Check each line of the records for "trait"; collect those that have it.

START Data for processing

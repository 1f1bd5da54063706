use crate::record::{HIERARCHY_DELIMITER, Hierarchy, ReplicaCondition, ReplicaRecord};

/// Role of a storage resource in a composite tree.
#[derive(
    Debug, Clone, Copy, PartialEq, Eq, Hash, Default, strum::Display, strum::EnumString,
)]
#[strum(serialize_all = "lowercase", ascii_case_insensitive)]
pub enum ResourceClass {
    #[default]
    Plain,
    Cache,
    Archive,
    Bundle,
}

/// Read-only view of the resource tree.
///
/// Liveness and class are asked about the leaf resource of a replica's hierarchy.
pub trait ResourceStatus {
    fn is_up(&self, leaf: &str) -> bool;
    fn class_of(&self, leaf: &str) -> ResourceClass;
    /// Full hierarchy from the root down to `leaf`, `None` for an unknown resource
    fn hierarchy_of(&self, leaf: &str) -> Option<Hierarchy>;
    /// Whether the resource is served by the host this code runs on
    fn is_local(&self, _leaf: &str) -> bool {
        false
    }
}

/// Source of candidate replica records for an object.
pub trait Catalog {
    fn replicas_of(
        &self,
        obj_path: &str,
        condition: &ReplicaCondition,
    ) -> anyhow::Result<Vec<ReplicaRecord>>;
}

#[derive(Debug, Clone)]
pub struct ResourceInfo {
    pub up: bool,
    pub class: ResourceClass,
    pub local: bool,
    pub parent: Option<String>,
    pub children: Vec<String>,
}

/// In-memory resource tree.
#[derive(Debug, Clone, Default)]
pub struct ResourceMap {
    resources: std::collections::HashMap<String, ResourceInfo>,
}

impl ResourceMap {
    pub fn new() -> Self {
        Self::default()
    }

    /// Add a resource under `parent`. The parent must already be present.
    pub fn add(
        &mut self,
        name: &str,
        parent: Option<&str>,
        class: ResourceClass,
        up: bool,
    ) -> anyhow::Result<()> {
        if self.resources.contains_key(name) {
            anyhow::bail!("resource {name} is already defined");
        }
        if let Some(parent) = parent {
            let Some(parent_info) = self.resources.get_mut(parent) else {
                anyhow::bail!("parent resource {parent} of {name} is not defined");
            };
            parent_info.children.push(name.to_string());
        }
        self.resources.insert(
            name.to_string(),
            ResourceInfo {
                up,
                class,
                local: false,
                parent: parent.map(str::to_string),
                children: Vec::new(),
            },
        );
        Ok(())
    }

    pub fn set_up(&mut self, name: &str, up: bool) {
        if let Some(info) = self.resources.get_mut(name) {
            info.up = up;
        }
    }

    pub fn set_local(&mut self, name: &str, local: bool) {
        if let Some(info) = self.resources.get_mut(name) {
            info.local = local;
        }
    }

    pub fn get(&self, name: &str) -> Option<&ResourceInfo> {
        self.resources.get(name)
    }
}

impl ResourceStatus for ResourceMap {
    fn is_up(&self, leaf: &str) -> bool {
        self.resources.get(leaf).is_some_and(|info| info.up)
    }

    fn class_of(&self, leaf: &str) -> ResourceClass {
        self.resources
            .get(leaf)
            .map(|info| info.class)
            .unwrap_or_default()
    }

    fn hierarchy_of(&self, leaf: &str) -> Option<Hierarchy> {
        let mut path = vec![leaf];
        let mut current = self.resources.get(leaf)?;
        while let Some(parent) = current.parent.as_deref() {
            // a cycle would mean a broken map, stop rather than loop
            if path.len() > self.resources.len() {
                tracing::error!("resource map has a parent cycle through {leaf}");
                return None;
            }
            path.push(parent);
            current = self.resources.get(parent)?;
        }
        path.reverse();
        Some(Hierarchy::new(
            path.join(&HIERARCHY_DELIMITER.to_string()),
        ))
    }

    fn is_local(&self, leaf: &str) -> bool {
        self.resources.get(leaf).is_some_and(|info| info.local)
    }
}

#[cfg(test)]
mod tests {
    use super::*;

    #[test]
    fn hierarchy_walks_up_to_root() -> anyhow::Result<()> {
        let mut map = ResourceMap::new();
        map.add("compound", None, ResourceClass::Plain, true)?;
        map.add("cache1", Some("compound"), ResourceClass::Cache, true)?;
        map.add("archive1", Some("compound"), ResourceClass::Archive, false)?;
        assert_eq!(
            map.hierarchy_of("archive1"),
            Some(Hierarchy::new("compound;archive1"))
        );
        assert_eq!(map.hierarchy_of("compound"), Some(Hierarchy::new("compound")));
        assert_eq!(map.hierarchy_of("missing"), None);
        assert_eq!(map.get("compound").map(|info| info.children.len()), Some(2));
        assert!(!map.is_up("archive1"));
        assert!(!map.is_up("missing"));
        assert_eq!(map.class_of("cache1"), ResourceClass::Cache);
        assert_eq!(map.class_of("missing"), ResourceClass::Plain);
        Ok(())
    }

    #[test]
    fn rejects_unknown_parent_and_duplicates() -> anyhow::Result<()> {
        let mut map = ResourceMap::new();
        assert!(map.add("leaf", Some("nowhere"), ResourceClass::Cache, true).is_err());
        map.add("leaf", None, ResourceClass::Cache, true)?;
        assert!(map.add("leaf", None, ResourceClass::Cache, true).is_err());
        Ok(())
    }

    #[test]
    fn class_names_parse() {
        assert_eq!("archive".parse::<ResourceClass>().ok(), Some(ResourceClass::Archive));
        assert_eq!("Bundle".parse::<ResourceClass>().ok(), Some(ResourceClass::Bundle));
        assert_eq!(ResourceClass::Cache.to_string(), "cache");
    }
}
//! Partitioning of a replica set by resource liveness, class and up-to-date status.

use crate::record::ReplicaRecord;
use crate::resource::{ResourceClass, ResourceStatus};

/// Replica set split into candidate buckets.
///
/// Each bucket is ordered by preference: an exact match of the requested hierarchy first, then
/// replicas on local resources, then input order. Archive buckets list bundle copies after true
/// archive copies. Stale copies on down resources are not kept; only their replica numbers are.
#[derive(Debug, Clone, Default, PartialEq, Eq)]
pub struct ReplicaSetPartition {
    pub current_cache: Vec<ReplicaRecord>,
    pub current_archive: Vec<ReplicaRecord>,
    pub stale_cache: Vec<ReplicaRecord>,
    pub stale_archive: Vec<ReplicaRecord>,
    pub down_current: Vec<ReplicaRecord>,
    pub discarded_down_old: Vec<i32>,
}

impl ReplicaSetPartition {
    /// Number of records kept in the five candidate buckets.
    pub fn len(&self) -> usize {
        self.current_cache.len()
            + self.current_archive.len()
            + self.stale_cache.len()
            + self.stale_archive.len()
            + self.down_current.len()
    }

    pub fn is_empty(&self) -> bool {
        self.len() == 0
    }

    /// Up-to-date copies on live resources, cache before archive.
    pub fn live_current(&self) -> impl Iterator<Item = &ReplicaRecord> {
        self.current_cache.iter().chain(&self.current_archive)
    }

    /// Stale copies on live resources, cache before archive.
    pub fn live_stale(&self) -> impl Iterator<Item = &ReplicaRecord> {
        self.stale_cache.iter().chain(&self.stale_archive)
    }
}

#[derive(Default)]
struct Bucket {
    entries: Vec<(u8, ReplicaRecord)>,
}

impl Bucket {
    const EXACT: u8 = 0;
    const LOCAL: u8 = 1;
    const OTHER: u8 = 2;

    fn push(&mut self, rank: u8, record: ReplicaRecord) {
        self.entries.push((rank, record));
    }

    fn into_sorted(mut self) -> Vec<ReplicaRecord> {
        // stable, so input order survives within a rank
        self.entries.sort_by_key(|(rank, _)| *rank);
        self.entries.into_iter().map(|(_, record)| record).collect()
    }
}

/// Sort `records` into a [`ReplicaSetPartition`].
///
/// A record on a down resource goes to `down_current` (or is discarded when stale) regardless of
/// anything else. A record whose hierarchy equals `target_hierarchy` goes to the front of
/// `current_cache` even when stale. Everything else is filed by the leaf resource's class crossed
/// with its up-to-date status, where plain resources count as cache.
pub fn classify<R: ResourceStatus + ?Sized>(
    records: Vec<ReplicaRecord>,
    target_hierarchy: Option<&str>,
    resources: &R,
) -> ReplicaSetPartition {
    let mut current_cache = Bucket::default();
    let mut current_archive = Bucket::default();
    let mut current_bundle = Bucket::default();
    let mut stale_cache = Bucket::default();
    let mut stale_archive = Bucket::default();
    let mut stale_bundle = Bucket::default();
    let mut down_current = Vec::new();
    let mut discarded_down_old = Vec::new();
    for record in records {
        let leaf = record.resc_hier.leaf();
        if !resources.is_up(leaf) {
            if record.is_current() {
                down_current.push(record);
            } else {
                tracing::debug!(
                    "discarding stale replica {} of {} on down resource {}",
                    record.repl_num,
                    record.obj_path,
                    record.resc_hier
                );
                discarded_down_old.push(record.repl_num);
            }
            continue;
        }
        if target_hierarchy.is_some_and(|hier| hier == record.resc_hier.as_str()) {
            current_cache.push(Bucket::EXACT, record);
            continue;
        }
        let rank = if resources.is_local(leaf) {
            Bucket::LOCAL
        } else {
            Bucket::OTHER
        };
        let bucket = match (resources.class_of(leaf), record.is_current()) {
            (ResourceClass::Archive, true) => &mut current_archive,
            (ResourceClass::Archive, false) => &mut stale_archive,
            (ResourceClass::Bundle, true) => &mut current_bundle,
            (ResourceClass::Bundle, false) => &mut stale_bundle,
            (ResourceClass::Cache | ResourceClass::Plain, true) => &mut current_cache,
            (ResourceClass::Cache | ResourceClass::Plain, false) => &mut stale_cache,
        };
        bucket.push(rank, record);
    }
    let mut partition = ReplicaSetPartition {
        current_cache: current_cache.into_sorted(),
        current_archive: current_archive.into_sorted(),
        stale_cache: stale_cache.into_sorted(),
        stale_archive: stale_archive.into_sorted(),
        down_current,
        discarded_down_old,
    };
    partition
        .current_archive
        .extend(current_bundle.into_sorted());
    partition.stale_archive.extend(stale_bundle.into_sorted());
    partition
}
//! Replica selection for open, replicate/move and trim.
//!
//! All selectors are pure functions over a replica list owned by the caller. None of them retries:
//! an error names the reason and the caller decides whether to try a different resource.

use crate::classify::{ReplicaSetPartition, classify};
use crate::error::{Error, Result};
use crate::record::{Hierarchy, ReplicaCondition, ReplicaRecord};
use crate::resource::{Catalog, ResourceStatus};

/// Number of current copies a trim keeps unless the caller asks for a positive minimum.
pub const DEF_MIN_COPY_CNT: usize = 2;

fn obj_path_of(records: &[ReplicaRecord]) -> Option<String> {
    records.first().map(|record| record.obj_path.clone())
}

/// First usable copy of a partition: live current copies, then current copies on down resources,
/// then stale copies when no current copy exists at all.
fn first_usable(partition: ReplicaSetPartition, obj_path: &str) -> Result<ReplicaRecord> {
    let ReplicaSetPartition {
        current_cache,
        current_archive,
        stale_cache,
        stale_archive,
        down_current,
        discarded_down_old,
    } = partition;
    if let Some(record) = current_cache
        .into_iter()
        .chain(current_archive)
        .chain(down_current)
        .next()
    {
        return Ok(record);
    }
    if let Some(record) = stale_cache.into_iter().chain(stale_archive).next() {
        tracing::debug!(
            "no current copy of {obj_path}, using stale replica {}",
            record.repl_num
        );
        return Ok(record);
    }
    if discarded_down_old.is_empty() {
        Err(Error::NoReplicas)
    } else {
        Err(Error::AllResourcesDown {
            obj_path: obj_path.to_string(),
        })
    }
}

/// Pick the replica to open.
///
/// With a hierarchy, only the replica stored there qualifies; when none is stored there a write
/// fails with [`Error::HierarchyMismatch`] while a read settles for the best other copy. Without a
/// hierarchy the best copy is chosen in `current-cache`, `current-archive`, `down-current` order.
pub fn select_for_open<R: ResourceStatus + ?Sized>(
    mut records: Vec<ReplicaRecord>,
    hierarchy: Option<&str>,
    write_intent: bool,
    resources: &R,
) -> Result<ReplicaRecord> {
    let Some(obj_path) = obj_path_of(&records) else {
        return Err(Error::NoReplicas);
    };
    if let Some(hierarchy) = hierarchy {
        if let Some(pos) = records
            .iter()
            .position(|record| record.resc_hier.as_str() == hierarchy)
        {
            let record = records.swap_remove(pos);
            if !resources.is_up(record.resc_hier.leaf()) {
                return Err(Error::AllResourcesDown { obj_path });
            }
            return Ok(record);
        }
        if write_intent {
            return Err(Error::HierarchyMismatch {
                obj_path,
                hierarchy: hierarchy.to_string(),
            });
        }
        tracing::debug!("no replica of {obj_path} on {hierarchy}, any good copy serves a read");
    }
    first_usable(classify(records, None, resources), &obj_path)
}

/// Where a replicate or move should put its copy.
#[derive(Debug, Clone, PartialEq, Eq)]
pub enum Destination {
    Hierarchy(Hierarchy),
    /// Leaf resource name, resolved through [`ResourceStatus::hierarchy_of`]
    Resource(String),
}

#[derive(Debug, Clone, PartialEq, Eq)]
pub enum TransferTarget {
    /// Stale copy at the destination that gets overwritten
    Overwrite(ReplicaRecord),
    /// No copy exists at the destination yet
    Create { hierarchy: Hierarchy },
}

#[derive(Debug, Clone, PartialEq, Eq)]
pub struct TransferPlan {
    pub source: ReplicaRecord,
    pub target: TransferTarget,
}

impl TransferPlan {
    pub fn destination(&self) -> &Hierarchy {
        match &self.target {
            TransferTarget::Overwrite(record) => &record.resc_hier,
            TransferTarget::Create { hierarchy } => hierarchy,
        }
    }
}

/// Pick source and target for a replicate or move.
///
/// A destination already holding a current copy short-circuits with [`Error::AlreadyReplicated`],
/// even when it is down. Otherwise the destination must be live. Replicas matching `source_hint` form the source pool (all other
/// replicas when the hint is empty). The best current copy in the pool is the source; stale copies
/// are only used when the pool has no current copy at all.
pub fn select_for_transfer<R: ResourceStatus + ?Sized>(
    records: Vec<ReplicaRecord>,
    source_hint: &ReplicaCondition,
    destination: &Destination,
    resources: &R,
) -> Result<TransferPlan> {
    let Some(obj_path) = obj_path_of(&records) else {
        return Err(Error::NoReplicas);
    };
    let dest_hierarchy = match destination {
        Destination::Hierarchy(hierarchy) => hierarchy.clone(),
        Destination::Resource(name) => {
            resources
                .hierarchy_of(name)
                .ok_or_else(|| Error::UnknownResource { name: name.clone() })?
        }
    };
    let (at_destination, others): (Vec<_>, Vec<_>) = records
        .into_iter()
        .partition(|record| record.resc_hier == dest_hierarchy);
    if let Some(current) = at_destination.iter().find(|record| record.is_current()) {
        return Err(Error::AlreadyReplicated {
            obj_path,
            repl_num: current.repl_num,
            hierarchy: dest_hierarchy.to_string(),
        });
    }
    if !resources.is_up(dest_hierarchy.leaf()) {
        tracing::error!("destination {dest_hierarchy} for {obj_path} is down");
        return Err(Error::AllResourcesDown { obj_path });
    }
    let target = match at_destination.into_iter().next() {
        Some(stale) => TransferTarget::Overwrite(stale),
        None => TransferTarget::Create {
            hierarchy: dest_hierarchy,
        },
    };
    let pool = if source_hint.is_empty() {
        others
    } else {
        let matched: Vec<_> = others
            .into_iter()
            .filter(|record| source_hint.matches(record))
            .collect();
        if matched.is_empty() {
            return Err(Error::NoMatchingReplica {
                obj_path,
                condition: source_hint.to_string(),
            });
        }
        matched
    };
    let partition = classify(pool, None, resources);
    if partition.live_current().next().is_none() && !partition.down_current.is_empty() {
        // the only up-to-date data is unreachable, a stale source would spread old content
        return Err(Error::AllResourcesDown { obj_path });
    }
    let source = first_usable(partition, &obj_path)?;
    Ok(TransferPlan { source, target })
}

/// Replicas chosen for deletion.
#[derive(Debug, Clone, PartialEq, Eq)]
pub struct TrimPlan {
    pub obj_path: String,
    /// Stale copies first, then current copies with cache ahead of archive
    pub to_trim: Vec<ReplicaRecord>,
    pub min_copies: usize,
    /// Current copies on live resources before the trim
    pub current_copies: usize,
}

impl TrimPlan {
    pub fn is_noop(&self) -> bool {
        self.to_trim.is_empty()
    }

    /// For callers that asked for a deletion and treat a no-op as a failure.
    pub fn require_progress(self) -> Result<Self> {
        if self.is_noop() {
            return Err(Error::MinimumCopyViolation {
                obj_path: self.obj_path,
                min_copies: self.min_copies,
                current: self.current_copies,
            });
        }
        Ok(self)
    }
}

/// Pick replicas that can be deleted without dropping below `min_copies` current copies.
///
/// A non-positive `min_copies` means [`DEF_MIN_COPY_CNT`]. An empty condition matches every
/// replica, a condition that matches nothing trims nothing. Replicas on down resources are never
/// trimmed and never counted as retained.
pub fn select_for_trim<R: ResourceStatus + ?Sized>(
    records: Vec<ReplicaRecord>,
    condition: &ReplicaCondition,
    min_copies: i32,
    resources: &R,
) -> TrimPlan {
    let obj_path = obj_path_of(&records).unwrap_or_default();
    let min_copies = usize::try_from(min_copies)
        .ok()
        .filter(|&min| min > 0)
        .unwrap_or(DEF_MIN_COPY_CNT);
    let ReplicaSetPartition {
        current_cache,
        current_archive,
        stale_cache,
        stale_archive,
        ..
    } = classify(records, None, resources);
    let is_match = |record: &ReplicaRecord| condition.is_empty() || condition.matches(record);
    let (matched_cur, unmatched_cur): (Vec<_>, Vec<_>) = current_cache
        .into_iter()
        .chain(current_archive)
        .partition(is_match);
    let (matched_old, unmatched_old): (Vec<_>, Vec<_>) = stale_cache
        .into_iter()
        .chain(stale_archive)
        .partition(is_match);
    let current_copies = matched_cur.len() + unmatched_cur.len();
    let mut plan = TrimPlan {
        obj_path,
        to_trim: Vec::new(),
        min_copies,
        current_copies,
    };
    if matched_cur.is_empty() && matched_old.is_empty() {
        tracing::debug!(
            "nothing of {} matches {condition}, trimming nothing",
            plan.obj_path
        );
        return plan;
    }
    let surplus = current_copies as i64 - min_copies as i64;
    if surplus >= 0 {
        let to_trim = (surplus as usize).min(matched_cur.len());
        plan.to_trim = matched_old;
        plan.to_trim.extend(matched_cur.into_iter().take(to_trim));
    } else {
        // not enough current copies; stale copies count toward the floor too
        let stale_surplus = (matched_old.len() + unmatched_old.len()) as i64 + surplus;
        if stale_surplus > 0 {
            let to_trim = (stale_surplus as usize).min(matched_old.len());
            plan.to_trim = matched_old.into_iter().take(to_trim).collect();
        }
    }
    if plan.is_noop() {
        tracing::info!(
            "trim of {} is a no-op: {} current copies, minimum {}",
            plan.obj_path,
            current_copies,
            min_copies
        );
    }
    plan
}

/// Selection entry points that fetch the replica list from a catalog first.
#[derive(Debug)]
pub struct ReplicaSelector<'a, C: ?Sized, R: ?Sized> {
    catalog: &'a C,
    resources: &'a R,
}

impl<'a, C: Catalog + ?Sized, R: ResourceStatus + ?Sized> ReplicaSelector<'a, C, R> {
    pub fn new(catalog: &'a C, resources: &'a R) -> Self {
        Self { catalog, resources }
    }

    fn fetch(
        &self,
        obj_path: &str,
        condition: &ReplicaCondition,
    ) -> anyhow::Result<Vec<ReplicaRecord>> {
        use anyhow::Context;
        self.catalog
            .replicas_of(obj_path, condition)
            .with_context(|| format!("failed to look up replicas of {obj_path}"))
    }

    pub fn open(
        &self,
        obj_path: &str,
        hierarchy: Option<&str>,
        write_intent: bool,
    ) -> anyhow::Result<ReplicaRecord> {
        let records = self.fetch(obj_path, &ReplicaCondition::default())?;
        Ok(select_for_open(
            records,
            hierarchy,
            write_intent,
            self.resources,
        )?)
    }

    pub fn transfer(
        &self,
        obj_path: &str,
        source_hint: &ReplicaCondition,
        destination: &Destination,
    ) -> anyhow::Result<TransferPlan> {
        let records = self.fetch(obj_path, &ReplicaCondition::default())?;
        Ok(select_for_transfer(
            records,
            source_hint,
            destination,
            self.resources,
        )?)
    }

    pub fn trim(
        &self,
        obj_path: &str,
        condition: &ReplicaCondition,
        min_copies: i32,
    ) -> anyhow::Result<TrimPlan> {
        let records = self.fetch(obj_path, &ReplicaCondition::default())?;
        Ok(select_for_trim(
            records,
            condition,
            min_copies,
            self.resources,
        ))
    }
}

END Data for processing

:: The completed task ::
pub trait ResourceStatus {
pub trait Catalog {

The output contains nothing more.